Anyway, I've got a 2" cast iron drain that when the ho showers upstairs, the downstairs floods. Upon troubleshooting, I found that water was flooding because the waste (must have a crack) underneath the slab and roots have grown/blocked the drain, causing water to flood up through some small cracks in foundation in one wall. 

I snaked the tub shower as best I could with my smaller 5/16 cable (didnt know about roots yet) but kept getting stopped up at a certain point) once I realized I had roots (a first for me!) I went and got my bigger machine with a 1/2" cable and a c shaped root cutter tip.(I located a cleanout downstairs under a cabinet) I tried to snake with that but couldn't get past the 90 sweep right under slab, but pulled up packed roots in the 18" that i could snake. I even took the blade off and still couldn't get past that 90. I was afraid of getting my cable caught in the assumed crack so I stopped and I informed the ho of what was happening. 

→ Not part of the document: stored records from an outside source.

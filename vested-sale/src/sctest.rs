use crate::{state::*, vesting::VestingAccount, *};
use concordium_cis2::BalanceOfQueryResponse;
use concordium_std::test_infrastructure::*;
use std::sync::atomic::{AtomicU8, Ordering};

static ADDRESS_COUNTER: AtomicU8 = AtomicU8::new(10);
pub(crate) const OWNER_ACC: AccountAddress = AccountAddress([0u8; 32]);
pub(crate) const SELF_ADDRESS: ContractAddress = ContractAddress {
    index: 0,
    subindex: 0,
};
pub(crate) const SALE_TOKEN: ContractAddress = ContractAddress {
    index: 1,
    subindex: 0,
};

pub(crate) fn ts(millis: u64) -> Timestamp {
    Timestamp::from_timestamp_millis(millis)
}

pub(crate) fn new_account() -> AccountAddress {
    let account = AccountAddress([ADDRESS_COUNTER.load(Ordering::SeqCst); 32]);
    ADDRESS_COUNTER.fetch_add(1, Ordering::SeqCst);
    account
}

pub(crate) fn default_vesting() -> VestingConfig {
    VestingConfig::new(
        Duration::from_millis(100),
        Duration::from_millis(10),
        Duration::from_millis(30),
    )
    .unwrap_abort()
}

pub(crate) fn init_params(vesting: Option<VestingParams>) -> InitParams {
    InitParams {
        sale_token: SALE_TOKEN,
        window_start: ts(10),
        window_end: ts(30),
        unit_price: 5,
        hard_cap: 1000.into(),
        min_purchase: Amount::from_micro_ccd(10),
        max_purchase: Amount::from_micro_ccd(2_000),
        vesting,
    }
}

/// Ledger over a 10..=30 window, 5 µCCD per token, hardcap 1000.
pub(crate) fn initial_state<S: HasStateApi>(
    state_builder: &mut StateBuilder<S>,
    vesting: Option<VestingConfig>,
) -> State<S> {
    let window = SaleWindow::new(ts(1), ts(10), ts(30)).unwrap_abort();
    let pricing = SaleInfo::new(
        5,
        1000.into(),
        Amount::from_micro_ccd(10),
        Amount::from_micro_ccd(2_000),
    )
    .unwrap_abort();
    State::new(state_builder, SALE_TOKEN, window, pricing, vesting)
}

/// A vesting position anchored at t=0 over [10, 40, 70, 100], already
/// holding `total` of the sale asset.
pub(crate) fn funded_account(beneficiary: AccountAddress, total: u64) -> VestingAccount {
    let mut account = VestingAccount::open(
        beneficiary,
        ts(0),
        Duration::from_millis(100),
        Duration::from_millis(10),
        Duration::from_millis(30),
    )
    .unwrap_abort();
    account.deposit(SALE_TOKEN, total.into()).unwrap_abort();
    account
}

pub(crate) fn mock_balance_of(host: &mut TestHost<State<TestStateApi>>, balance: u64) {
    host.setup_mock_entrypoint(
        SALE_TOKEN,
        OwnedEntrypointName::new_unchecked("balanceOf".into()),
        MockFn::new_v1(move |_parameter, _amount, _balance, _state| {
            Ok::<_, concordium_std::CallContractError<BalanceOfQueryResponse<ContractTokenAmount>>>((
                false,
                BalanceOfQueryResponse::from(vec![ContractTokenAmount::from(balance)]),
            ))
        }),
    );
}

pub(crate) fn mock_transfer_ok(host: &mut TestHost<State<TestStateApi>>) {
    host.setup_mock_entrypoint(
        SALE_TOKEN,
        OwnedEntrypointName::new_unchecked("transfer".into()),
        MockFn::returning_ok(()),
    );
}

pub(crate) fn receive_context<'a>(
    sender: AccountAddress,
    slot_time: Timestamp,
) -> TestReceiveContext<'a> {
    let mut ctx = TestReceiveContext::empty();
    ctx.set_self_address(SELF_ADDRESS);
    ctx.set_owner(OWNER_ACC);
    ctx.set_sender(Address::from(sender));
    ctx.set_metadata_slot_time(slot_time);
    ctx
}

mod admin;
mod beneficiary;
mod purchaser;

#[concordium_cfg_test]
mod test_init {
    use super::*;

    #[concordium_test]
    fn test_init_builds_validated_state() {
        let mut ctx = TestInitContext::empty();
        ctx.set_metadata_slot_time(ts(1));
        let params = init_params(Some(VestingParams {
            duration: Duration::from_millis(100),
            cliff: Duration::from_millis(10),
            interval: Duration::from_millis(30),
        }));
        let parameter_bytes = to_bytes(&params);
        ctx.set_parameter(&parameter_bytes);

        let mut state_builder = TestStateBuilder::new();
        let state = contract_init(&ctx, &mut state_builder).expect_report("init failed");

        claim_eq!(state.sale_token, SALE_TOKEN);
        claim_eq!(state.window, SaleWindow { start: ts(10), end: ts(30) });
        claim_eq!(state.pricing.unit_price, 5);
        claim_eq!(state.pricing.total_sold.0, 0);
        claim_eq!(state.vesting, Some(default_vesting()));
        claim!(!state.paused);
        claim!(!state.finalized);
    }

    #[concordium_test]
    fn test_init_rejects_inverted_window() {
        let mut ctx = TestInitContext::empty();
        ctx.set_metadata_slot_time(ts(1));
        let mut params = init_params(None);
        params.window_end = params.window_start;
        let parameter_bytes = to_bytes(&params);
        ctx.set_parameter(&parameter_bytes);

        let mut state_builder = TestStateBuilder::new();
        let result = contract_init(&ctx, &mut state_builder);
        claim!(result.is_err(), "inverted window must be rejected");
    }

    #[concordium_test]
    fn test_init_rejects_bad_vesting() {
        let mut ctx = TestInitContext::empty();
        ctx.set_metadata_slot_time(ts(1));
        let params = init_params(Some(VestingParams {
            duration: Duration::from_millis(100),
            cliff: Duration::from_millis(200),
            interval: Duration::from_millis(30),
        }));
        let parameter_bytes = to_bytes(&params);
        ctx.set_parameter(&parameter_bytes);

        let mut state_builder = TestStateBuilder::new();
        let result = contract_init(&ctx, &mut state_builder);
        claim!(result.is_err(), "cliff beyond duration must be rejected");
    }
}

Anyway. What's my next step? I told the ho that the drain needs to dugup and replaced where the crack is. He asked how much and i said im not exactly sure cause i dont know how long the crack is....But I dont have the experience to really know what all my options are. 

Should I hire a drain guy ( with ire exlerience) who can clear all the roots then camera it so see exactly what I'm looking at? 

Is trying to clear the roots a bad idea due to possibly getting my cable stuck? (I have no leverage to snake anyway cause of the narrow access under the cabinet where cleanout was found)

Is epoxy lining a better option? How small do cracks have to be for that to work? 

I think part of the reason for the questions and not just telling the ho that he's gotta cutup the floor/cabinets is cause he's the sweetest old old man and a widow, and his old home is falling apart, and hes on SS income. He kinda reminds me of my gramps. It's just hard to break the bad news to the guy. I just want to make sure he's getting the best/cost effective solution. 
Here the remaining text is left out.